═══ Data provided

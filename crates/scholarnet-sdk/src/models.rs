//! Wire models for the Neo4j HTTP transactional endpoint
//!
//! Request: `{"statements": [{"statement": ..., "parameters": {...}}]}`.
//! Response: `{"results": [{"columns": [...], "data": [{"row": [...]}]}], "errors": [...]}`.

use crate::error::{SdkError, SdkResult};
use scholarnet::query::CypherStatement;
use scholarnet::QueryResult;
use serde::{Deserialize, Serialize};

#[derive(Debug, Serialize)]
pub struct TxRequest<'a> {
    pub statements: Vec<TxStatement<'a>>,
}

#[derive(Debug, Serialize)]
pub struct TxStatement<'a> {
    pub statement: &'a str,
    pub parameters: &'a serde_json::Map<String, serde_json::Value>,
}

impl<'a> TxRequest<'a> {
    pub fn single(cypher: &'a CypherStatement) -> Self {
        Self {
            statements: vec![TxStatement { statement: &cypher.text, parameters: &cypher.parameters }],
        }
    }
}

#[derive(Debug, Clone, Deserialize)]
pub struct TxResponse {
    #[serde(default)]
    pub results: Vec<TxResult>,
    #[serde(default)]
    pub errors: Vec<TxError>,
}

#[derive(Debug, Clone, Deserialize)]
pub struct TxResult {
    pub columns: Vec<String>,
    #[serde(default)]
    pub data: Vec<TxRow>,
}

#[derive(Debug, Clone, Deserialize)]
pub struct TxRow {
    pub row: Vec<serde_json::Value>,
}

#[derive(Debug, Clone, Deserialize)]
pub struct TxError {
    pub code: String,
    pub message: String,
}

impl TxResponse {
    /// Decode a raw commit response body
    pub fn from_slice(body: &[u8]) -> SdkResult<Self> {
        Ok(serde_json::from_slice(body)?)
    }

    /// First statement's result, or the first server-reported error
    pub fn into_query_result(self) -> SdkResult<QueryResult> {
        if let Some(err) = self.errors.into_iter().next() {
            return Err(SdkError::Cypher { code: err.code, message: err.message });
        }
        let first = self
            .results
            .into_iter()
            .next()
            .ok_or_else(|| SdkError::Protocol("response carried no results".to_string()))?;

        let width = first.columns.len();
        let mut result = QueryResult::new(first.columns);
        for TxRow { row } in first.data {
            if row.len() != width {
                return Err(SdkError::Protocol(format!("row has {} values for {} columns", row.len(), width)));
            }
            result.push(row);
        }
        Ok(result)
    }
}
//! EmbeddedFactory: in-process graph store
//!
//! Uses GraphStore and QueryEngine directly, no network needed.

use async_trait::async_trait;
use std::sync::Arc;
use tokio::sync::RwLock;
use tracing::{debug, info};

use scholarnet::graph::{GraphResult, GraphStore};
use scholarnet::query::{GraphQuery, QueryEngine, QueryResult};
use scholarnet::store::{ConnectionFactory, GraphConnection, StoreError, StoreResult};

use crate::lease::{Lease, LeaseTracker};

/// Lends connections to a shared in-memory store.
///
/// Ideal for tests, demos and the benchmark.
pub struct EmbeddedFactory {
    store: Arc<RwLock<GraphStore>>,
    engine: QueryEngine,
    leases: LeaseTracker,
}

impl EmbeddedFactory {
    /// Wrap an owned store
    pub fn new(store: GraphStore) -> Self {
        Self::with_store(Arc::new(RwLock::new(store)))
    }

    /// Wrap an existing shared store
    pub fn with_store(store: Arc<RwLock<GraphStore>>) -> Self {
        Self { store, engine: QueryEngine::new(), leases: LeaseTracker::new() }
    }

    /// Factory over the bundled sample dataset
    pub fn sample() -> GraphResult<Self> {
        Ok(Self::new(crate::sample::academic_graph()?))
    }

    /// Get a reference to the underlying store (for direct graph manipulation)
    pub fn store(&self) -> &Arc<RwLock<GraphStore>> {
        &self.store
    }
}

impl Default for EmbeddedFactory {
    fn default() -> Self {
        Self::new(GraphStore::new())
    }
}

#[async_trait]
impl ConnectionFactory for EmbeddedFactory {
    async fn acquire(&self) -> StoreResult<Box<dyn GraphConnection>> {
        let lease = self.leases.lease()?;
        Ok(Box::new(EmbeddedConnection { store: Arc::clone(&self.store), engine: self.engine, _lease: lease }))
    }

    async fn shutdown(&self) {
        self.leases.close();
        info!(open = self.leases.open(), "embedded factory shut down");
    }

    fn open_connections(&self) -> usize {
        self.leases.open()
    }
}

struct EmbeddedConnection {
    store: Arc<RwLock<GraphStore>>,
    engine: QueryEngine,
    _lease: Lease,
}

#[async_trait]
impl GraphConnection for EmbeddedConnection {
    async fn execute(&mut self, query: &GraphQuery) -> StoreResult<QueryResult> {
        let store = self.store.read().await;
        debug!(kind = query.kind(), "embedded query");
        self.engine
            .execute(query, &store)
            .map_err(|e| StoreError::Execution(e.to_string()))
    }

    fn server_info(&self) -> String {
        format!("embedded (scholarnet {})", scholarnet::VERSION)
    }
}

#[cfg(test)]
mod tests {
    use super::*;

    #[tokio::test]
    async fn test_ping_and_release() {
        let factory = EmbeddedFactory::default();
        {
            let mut conn = factory.acquire().await.unwrap();
            assert_eq!(factory.open_connections(), 1);
            let result = conn.execute(&GraphQuery::Ping).await.unwrap();
            assert_eq!(result.rows().next().unwrap().str("message"), Some("Connected"));
        }
        assert_eq!(factory.open_connections(), 0);
    }

    #[tokio::test]
    async fn test_engine_errors_become_execution_faults() {
        let factory = EmbeddedFactory::default();
        let mut conn = factory.acquire().await.unwrap();
        let query = GraphQuery::Describe { anchor_id: "not-an-id".into(), name_property: "name".into() };
        assert!(matches!(conn.execute(&query).await, Err(StoreError::Execution(_))));
    }

    #[tokio::test]
    async fn test_shutdown_refuses_new_connections() {
        let factory = EmbeddedFactory::default();
        factory.shutdown().await;
        assert!(matches!(factory.acquire().await, Err(StoreError::ShutDown)));
    }

    #[tokio::test]
    async fn test_sees_writes_to_shared_store() {
        let factory = EmbeddedFactory::default();
        factory.store().write().await.create_node("FACULTY");
        let mut conn = factory.acquire().await.unwrap();
        let labels = conn.execute(&GraphQuery::Labels).await.unwrap();
        assert_eq!(labels.rows().next().unwrap().str("label"), Some("FACULTY"));
    }
}
//! CLI — command-line flags layered over the loaded configuration.

use std::path::PathBuf;

use clap::Parser;

use crate::conf::{GrouperConfig, OutputFormat, TimestampPolicy};

#[derive(Parser, Debug, Default)]
#[command(
    name = "loggrouper",
    version,
    about = "Group log lines by time window and occurrence",
    after_help = "Use file name \"-\" or give no file name to read from stdin."
)]
pub struct Cli {
    /// Files to read
    #[arg(value_name = "FILE")]
    pub files: Vec<String>,

    /// Show unparsed lines after the report
    #[arg(short, long)]
    pub verbose: bool,

    /// Limit output per time window
    #[arg(short, long)]
    pub limit: Option<usize>,

    /// Interval to group by, e.g. 15m (units: ns, us, µs, ms, s, m, h)
    #[arg(short, long)]
    pub interval: Option<String>,

    /// Line regex; named groups "timestamp" and "group" have to exist
    #[arg(short = 'f', long = "format", value_name = "REGEX")]
    pub pattern: Option<String>,

    /// strftime layout of the "timestamp" group, e.g. %d/%b/%Y:%H:%M:%S %z
    #[arg(short = 't', long = "time-format", value_name = "LAYOUT")]
    pub time_layout: Option<String>,

    /// Named preset (see --list-profiles)
    #[arg(short, long)]
    pub profile: Option<String>,

    /// Number of classification workers
    #[arg(short, long)]
    pub workers: Option<usize>,

    /// Bound of the queue between readers and workers
    #[arg(long)]
    pub queue_capacity: Option<usize>,

    /// What to do with lines whose timestamp does not parse
    #[arg(long, value_enum)]
    pub on_bad_timestamp: Option<TimestampPolicy>,

    #[arg(long, value_enum)]
    pub output: Option<OutputFormat>,

    /// TOML config file
    #[arg(short, long, value_name = "PATH")]
    pub config: Option<PathBuf>,

    /// Print the built-in presets and exit
    #[arg(long)]
    pub list_profiles: bool,
}

impl Cli {
    /// Flags win over file and environment. An explicit `--format` or
    /// `--time-format` drops a profile chosen by a lower layer, so the
    /// custom pattern is not overwritten when profiles are applied.
    pub fn apply_to(&self, config: &mut GrouperConfig) {
        if self.pattern.is_some() || self.time_layout.is_some() {
            config.profile = None;
        }
        if let Some(pattern) = &self.pattern {
            config.pattern = pattern.clone();
        }
        if let Some(layout) = &self.time_layout {
            config.time_layout = layout.clone();
        }
        if let Some(profile) = &self.profile {
            config.profile = Some(profile.clone());
        }
        if let Some(interval) = &self.interval {
            config.interval = interval.clone();
        }
        if let Some(limit) = self.limit {
            config.limit = limit;
        }
        if let Some(workers) = self.workers {
            config.workers = workers;
        }
        if let Some(capacity) = self.queue_capacity {
            config.queue_capacity = capacity;
        }
        if let Some(policy) = self.on_bad_timestamp {
            config.on_bad_timestamp = policy;
        }
        if let Some(output) = self.output {
            config.output = output;
        }
        if self.verbose {
            config.verbose = true;
        }
    }
}

#[cfg(test)]
mod tests {
    use super::*;

    #[test]
    fn test_parse_flags() {
        let cli = Cli::try_parse_from([
            "loggrouper", "-v", "-l", "5", "-i", "1h", "-w", "4",
            "--on-bad-timestamp", "abort", "--output", "json", "a.log", "-",
        ])
        .unwrap();

        assert!(cli.verbose);
        assert_eq!(cli.limit, Some(5));
        assert_eq!(cli.interval.as_deref(), Some("1h"));
        assert_eq!(cli.workers, Some(4));
        assert_eq!(cli.on_bad_timestamp, Some(TimestampPolicy::Abort));
        assert_eq!(cli.output, Some(OutputFormat::Json));
        assert_eq!(cli.files, vec!["a.log", "-"]);
    }

    #[test]
    fn test_flags_override_config() {
        let cli = Cli::try_parse_from(["loggrouper", "-l", "3", "--queue-capacity", "16"]).unwrap();
        let mut config = GrouperConfig { workers: 7, ..GrouperConfig::default() };
        cli.apply_to(&mut config);

        assert_eq!(config.limit, 3);
        assert_eq!(config.queue_capacity, 16);
        assert_eq!(config.workers, 7); // Untouched
        assert!(!config.verbose);
    }

    #[test]
    fn test_custom_format_drops_file_profile() {
        let cli = Cli::try_parse_from(["loggrouper", "-f", r"(?P<timestamp>\S+) (?P<group>\S+)"]).unwrap();
        let mut config = GrouperConfig {
            profile: Some("apache-access-dir".to_string()),
            ..GrouperConfig::default()
        };
        cli.apply_to(&mut config);

        assert_eq!(config.profile, None);
        assert_eq!(config.pattern, r"(?P<timestamp>\S+) (?P<group>\S+)");
    }

    #[test]
    fn test_rejects_unknown_policy() {
        assert!(Cli::try_parse_from(["loggrouper", "--on-bad-timestamp", "ignore"]).is_err());
    }
}
use thiserror::Error;

use crate::time::NormalizeError;

/// Problems detected while building the engine, before any source is opened.
#[derive(Debug, Error)]
pub enum ConfigError {
    #[error("Invalid regex pattern: {0}")]
    InvalidPattern(String),

    #[error("Pattern does not declare match group {name:?} (it has to look like: {example})")]
    MissingCaptureGroup { name: &'static str, example: &'static str },

    #[error("Invalid interval {input:?}: {reason}")]
    InvalidInterval { input: String, reason: String },

    #[error("Invalid setting: {0}")]
    InvalidValue(String),

    #[error("Unknown profile: {0}")]
    UnknownProfile(String),

    #[error("Cannot read config file {path}: {source}")]
    File {
        path: String,
        #[source]
        source: std::io::Error,
    },

    #[error("Malformed config file: {0}")]
    Toml(#[from] toml::de::Error),
}

/// Errors that end a grouping run.
#[derive(Debug, Error)]
pub enum GrouperError {
    #[error("Configuration error: {0}")]
    Config(#[from] ConfigError),

    #[error("Error opening {source_name}: {source}")]
    SourceOpen {
        source_name: String,
        #[source]
        source: std::io::Error,
    },

    #[error("Error reading {source_name}: {source}")]
    SourceRead {
        source_name: String,
        #[source]
        source: std::io::Error,
    },

    #[error("Error during timestamp parsing: {error}\nwith line\n{line}")]
    Timestamp { line: String, error: NormalizeError },

    #[error("Run cancelled")]
    Cancelled,

    #[error("Task failed: {0}")]
    Task(String),
}

pub type GrouperResult<T> = Result<T, GrouperError>;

══════

• [What this task involves] Retype, exactly and in full, the lines above from the one containing "use tokio::sync::RwLock;" through the one containing "existing shared store".

• [Response]
use tokio::sync::RwLock;
use tracing::{debug, info};

use scholarnet::graph::{GraphResult, GraphStore};
use scholarnet::query::{GraphQuery, QueryEngine, QueryResult};
use scholarnet::store::{ConnectionFactory, GraphConnection, StoreError, StoreResult};

use crate::lease::{Lease, LeaseTracker};

/// Lends connections to a shared in-memory store.
///
/// Ideal for tests, demos and the benchmark.
pub struct EmbeddedFactory {
    store: Arc<RwLock<GraphStore>>,
    engine: QueryEngine,
    leases: LeaseTracker,
}

impl EmbeddedFactory {
    /// Wrap an owned store
    pub fn new(store: GraphStore) -> Self {
        Self::with_store(Arc::new(RwLock::new(store)))
    }

    /// Wrap an existing shared store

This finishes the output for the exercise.